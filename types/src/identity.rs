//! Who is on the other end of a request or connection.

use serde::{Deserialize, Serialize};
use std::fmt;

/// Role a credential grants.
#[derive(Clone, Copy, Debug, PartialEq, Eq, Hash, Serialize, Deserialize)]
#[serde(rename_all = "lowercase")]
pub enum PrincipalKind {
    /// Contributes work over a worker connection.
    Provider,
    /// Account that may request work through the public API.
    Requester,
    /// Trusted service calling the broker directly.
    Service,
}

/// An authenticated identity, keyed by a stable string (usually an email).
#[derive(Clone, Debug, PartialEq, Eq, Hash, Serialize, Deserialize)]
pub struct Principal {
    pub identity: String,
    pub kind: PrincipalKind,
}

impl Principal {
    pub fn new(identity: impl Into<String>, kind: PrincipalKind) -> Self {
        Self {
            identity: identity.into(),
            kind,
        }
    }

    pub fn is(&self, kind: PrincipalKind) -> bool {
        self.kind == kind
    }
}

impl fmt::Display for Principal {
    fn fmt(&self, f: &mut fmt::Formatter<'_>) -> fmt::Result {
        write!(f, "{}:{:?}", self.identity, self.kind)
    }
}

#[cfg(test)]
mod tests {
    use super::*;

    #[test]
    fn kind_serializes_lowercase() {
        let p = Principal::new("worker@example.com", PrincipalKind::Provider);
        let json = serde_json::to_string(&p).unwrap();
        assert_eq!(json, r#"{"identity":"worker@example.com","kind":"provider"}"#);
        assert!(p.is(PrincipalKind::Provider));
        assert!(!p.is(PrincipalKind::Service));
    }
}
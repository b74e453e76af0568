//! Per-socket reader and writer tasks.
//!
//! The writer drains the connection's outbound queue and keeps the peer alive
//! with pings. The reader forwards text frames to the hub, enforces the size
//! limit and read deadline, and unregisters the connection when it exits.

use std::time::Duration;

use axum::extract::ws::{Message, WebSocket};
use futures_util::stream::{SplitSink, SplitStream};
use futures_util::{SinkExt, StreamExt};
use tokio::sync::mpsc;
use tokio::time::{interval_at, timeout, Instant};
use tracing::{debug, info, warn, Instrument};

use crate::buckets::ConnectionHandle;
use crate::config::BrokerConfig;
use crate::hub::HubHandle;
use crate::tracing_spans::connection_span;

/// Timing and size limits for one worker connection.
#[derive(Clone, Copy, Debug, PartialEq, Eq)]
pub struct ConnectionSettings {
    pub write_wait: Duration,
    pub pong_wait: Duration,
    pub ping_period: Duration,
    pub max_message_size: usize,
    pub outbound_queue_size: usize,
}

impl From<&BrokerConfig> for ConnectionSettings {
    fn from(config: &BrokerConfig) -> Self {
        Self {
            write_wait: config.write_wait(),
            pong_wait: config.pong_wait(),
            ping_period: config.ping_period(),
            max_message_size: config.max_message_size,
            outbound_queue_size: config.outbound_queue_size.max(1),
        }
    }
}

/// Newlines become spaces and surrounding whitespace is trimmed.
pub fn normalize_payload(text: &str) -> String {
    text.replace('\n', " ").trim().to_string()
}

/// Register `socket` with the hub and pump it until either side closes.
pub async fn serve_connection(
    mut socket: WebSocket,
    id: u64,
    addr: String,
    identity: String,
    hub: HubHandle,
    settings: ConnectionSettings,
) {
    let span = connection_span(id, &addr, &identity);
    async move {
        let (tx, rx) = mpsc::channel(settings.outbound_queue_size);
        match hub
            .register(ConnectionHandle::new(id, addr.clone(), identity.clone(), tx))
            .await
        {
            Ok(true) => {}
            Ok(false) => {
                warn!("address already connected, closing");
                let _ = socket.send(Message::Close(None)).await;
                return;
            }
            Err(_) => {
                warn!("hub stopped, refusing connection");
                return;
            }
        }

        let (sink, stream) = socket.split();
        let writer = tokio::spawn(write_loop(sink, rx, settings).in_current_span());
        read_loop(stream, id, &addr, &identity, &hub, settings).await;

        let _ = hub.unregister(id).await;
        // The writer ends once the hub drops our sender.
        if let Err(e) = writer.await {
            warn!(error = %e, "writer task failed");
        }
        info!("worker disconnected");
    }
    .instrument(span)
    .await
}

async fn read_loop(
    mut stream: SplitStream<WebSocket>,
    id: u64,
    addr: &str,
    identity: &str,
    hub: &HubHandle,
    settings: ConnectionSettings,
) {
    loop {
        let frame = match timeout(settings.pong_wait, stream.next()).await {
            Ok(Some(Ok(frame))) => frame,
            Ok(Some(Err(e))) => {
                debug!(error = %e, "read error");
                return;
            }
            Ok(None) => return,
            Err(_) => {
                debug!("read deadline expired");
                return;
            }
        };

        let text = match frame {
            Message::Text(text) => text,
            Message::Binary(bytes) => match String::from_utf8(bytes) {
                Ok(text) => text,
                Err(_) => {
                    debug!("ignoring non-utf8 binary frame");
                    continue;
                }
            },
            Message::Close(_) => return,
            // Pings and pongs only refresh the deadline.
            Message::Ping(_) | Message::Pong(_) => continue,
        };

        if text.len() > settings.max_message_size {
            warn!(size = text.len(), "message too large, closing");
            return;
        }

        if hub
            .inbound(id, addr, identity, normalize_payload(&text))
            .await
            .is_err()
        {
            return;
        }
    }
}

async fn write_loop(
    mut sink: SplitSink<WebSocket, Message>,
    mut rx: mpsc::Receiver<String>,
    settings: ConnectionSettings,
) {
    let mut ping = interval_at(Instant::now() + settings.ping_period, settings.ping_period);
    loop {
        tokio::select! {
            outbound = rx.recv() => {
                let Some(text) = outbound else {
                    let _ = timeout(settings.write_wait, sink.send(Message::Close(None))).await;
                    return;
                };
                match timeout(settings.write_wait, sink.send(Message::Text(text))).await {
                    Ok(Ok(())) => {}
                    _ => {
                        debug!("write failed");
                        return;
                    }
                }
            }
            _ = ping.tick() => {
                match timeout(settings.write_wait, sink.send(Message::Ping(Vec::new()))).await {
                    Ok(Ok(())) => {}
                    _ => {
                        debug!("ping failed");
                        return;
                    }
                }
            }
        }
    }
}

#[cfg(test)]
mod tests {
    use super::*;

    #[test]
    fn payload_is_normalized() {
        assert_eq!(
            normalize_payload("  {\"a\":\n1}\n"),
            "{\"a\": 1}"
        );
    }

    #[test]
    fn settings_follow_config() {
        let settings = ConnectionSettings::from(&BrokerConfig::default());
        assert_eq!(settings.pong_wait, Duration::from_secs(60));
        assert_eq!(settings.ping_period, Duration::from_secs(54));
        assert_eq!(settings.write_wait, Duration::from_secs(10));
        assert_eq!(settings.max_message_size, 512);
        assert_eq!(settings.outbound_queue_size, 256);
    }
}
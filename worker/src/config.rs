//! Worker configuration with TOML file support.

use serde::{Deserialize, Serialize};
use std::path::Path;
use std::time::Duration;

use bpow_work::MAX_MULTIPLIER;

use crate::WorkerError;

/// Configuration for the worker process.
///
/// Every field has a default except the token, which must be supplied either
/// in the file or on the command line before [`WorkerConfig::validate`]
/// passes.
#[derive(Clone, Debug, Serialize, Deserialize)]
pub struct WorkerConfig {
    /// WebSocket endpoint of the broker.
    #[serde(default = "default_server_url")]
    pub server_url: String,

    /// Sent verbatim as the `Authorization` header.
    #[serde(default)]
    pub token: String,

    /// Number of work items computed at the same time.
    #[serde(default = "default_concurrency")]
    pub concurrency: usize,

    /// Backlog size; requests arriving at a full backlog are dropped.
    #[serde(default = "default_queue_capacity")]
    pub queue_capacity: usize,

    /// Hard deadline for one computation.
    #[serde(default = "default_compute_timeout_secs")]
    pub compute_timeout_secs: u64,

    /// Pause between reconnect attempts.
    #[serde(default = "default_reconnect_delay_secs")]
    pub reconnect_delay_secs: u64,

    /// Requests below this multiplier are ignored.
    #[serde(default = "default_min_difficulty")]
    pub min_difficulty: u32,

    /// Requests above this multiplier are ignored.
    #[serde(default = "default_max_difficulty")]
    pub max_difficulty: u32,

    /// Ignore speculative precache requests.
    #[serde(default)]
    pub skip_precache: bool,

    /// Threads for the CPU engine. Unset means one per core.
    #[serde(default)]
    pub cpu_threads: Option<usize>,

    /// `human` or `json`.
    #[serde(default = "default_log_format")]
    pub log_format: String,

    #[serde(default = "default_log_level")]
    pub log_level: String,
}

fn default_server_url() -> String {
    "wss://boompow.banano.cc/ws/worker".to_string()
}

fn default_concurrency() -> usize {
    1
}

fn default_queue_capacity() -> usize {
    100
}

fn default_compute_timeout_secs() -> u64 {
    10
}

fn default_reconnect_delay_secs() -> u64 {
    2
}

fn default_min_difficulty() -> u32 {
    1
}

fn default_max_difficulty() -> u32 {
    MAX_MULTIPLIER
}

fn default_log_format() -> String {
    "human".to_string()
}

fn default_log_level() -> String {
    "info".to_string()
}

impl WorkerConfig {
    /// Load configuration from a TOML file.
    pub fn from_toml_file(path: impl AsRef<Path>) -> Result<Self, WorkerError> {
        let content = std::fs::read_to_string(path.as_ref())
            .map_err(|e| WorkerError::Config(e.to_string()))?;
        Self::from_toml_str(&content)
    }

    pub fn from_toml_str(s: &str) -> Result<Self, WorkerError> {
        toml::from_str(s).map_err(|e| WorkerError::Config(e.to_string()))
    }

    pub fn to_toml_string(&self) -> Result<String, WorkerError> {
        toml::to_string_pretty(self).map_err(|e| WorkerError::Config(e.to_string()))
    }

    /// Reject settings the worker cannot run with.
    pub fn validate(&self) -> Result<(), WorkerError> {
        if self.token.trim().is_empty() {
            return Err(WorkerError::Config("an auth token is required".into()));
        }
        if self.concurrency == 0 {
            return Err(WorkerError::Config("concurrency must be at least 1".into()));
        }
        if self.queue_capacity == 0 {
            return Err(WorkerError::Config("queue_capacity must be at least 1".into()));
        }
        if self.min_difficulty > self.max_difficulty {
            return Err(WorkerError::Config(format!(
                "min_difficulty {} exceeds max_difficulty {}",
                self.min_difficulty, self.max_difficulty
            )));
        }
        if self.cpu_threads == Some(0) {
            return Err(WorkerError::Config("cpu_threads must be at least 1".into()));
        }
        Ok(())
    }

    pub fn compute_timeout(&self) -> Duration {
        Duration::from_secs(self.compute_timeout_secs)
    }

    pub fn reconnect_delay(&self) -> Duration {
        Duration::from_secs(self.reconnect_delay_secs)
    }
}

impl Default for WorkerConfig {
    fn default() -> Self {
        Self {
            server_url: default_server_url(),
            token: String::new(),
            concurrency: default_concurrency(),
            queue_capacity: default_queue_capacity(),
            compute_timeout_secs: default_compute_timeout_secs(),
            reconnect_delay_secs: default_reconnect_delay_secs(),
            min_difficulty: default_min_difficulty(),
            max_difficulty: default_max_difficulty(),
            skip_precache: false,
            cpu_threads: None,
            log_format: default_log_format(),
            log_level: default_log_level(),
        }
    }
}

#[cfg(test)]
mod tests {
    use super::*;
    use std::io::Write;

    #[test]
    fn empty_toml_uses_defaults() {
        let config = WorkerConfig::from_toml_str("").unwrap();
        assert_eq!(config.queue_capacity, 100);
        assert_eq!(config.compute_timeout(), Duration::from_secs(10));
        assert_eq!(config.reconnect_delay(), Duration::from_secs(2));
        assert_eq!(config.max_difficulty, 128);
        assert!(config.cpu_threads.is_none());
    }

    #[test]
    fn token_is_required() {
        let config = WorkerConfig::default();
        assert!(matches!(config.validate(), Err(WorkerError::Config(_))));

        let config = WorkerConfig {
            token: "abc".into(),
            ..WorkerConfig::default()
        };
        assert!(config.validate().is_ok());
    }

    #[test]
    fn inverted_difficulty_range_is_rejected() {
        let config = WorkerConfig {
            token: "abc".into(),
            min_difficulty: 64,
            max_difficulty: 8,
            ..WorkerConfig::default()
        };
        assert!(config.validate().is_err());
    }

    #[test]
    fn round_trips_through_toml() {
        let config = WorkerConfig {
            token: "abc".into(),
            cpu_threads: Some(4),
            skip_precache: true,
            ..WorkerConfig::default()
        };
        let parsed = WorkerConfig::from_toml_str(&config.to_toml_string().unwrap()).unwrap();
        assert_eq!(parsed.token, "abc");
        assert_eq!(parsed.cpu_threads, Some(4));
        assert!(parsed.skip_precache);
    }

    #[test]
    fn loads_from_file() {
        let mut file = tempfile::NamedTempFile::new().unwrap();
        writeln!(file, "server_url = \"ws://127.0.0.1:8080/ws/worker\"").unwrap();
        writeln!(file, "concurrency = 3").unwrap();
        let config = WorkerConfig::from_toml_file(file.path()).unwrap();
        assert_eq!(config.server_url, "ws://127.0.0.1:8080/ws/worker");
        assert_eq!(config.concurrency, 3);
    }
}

* * * * * * * * *

[What this task involves]
For the word "example", count the lines of the data that contain it and state only that count.

[Solution to the exercise]
2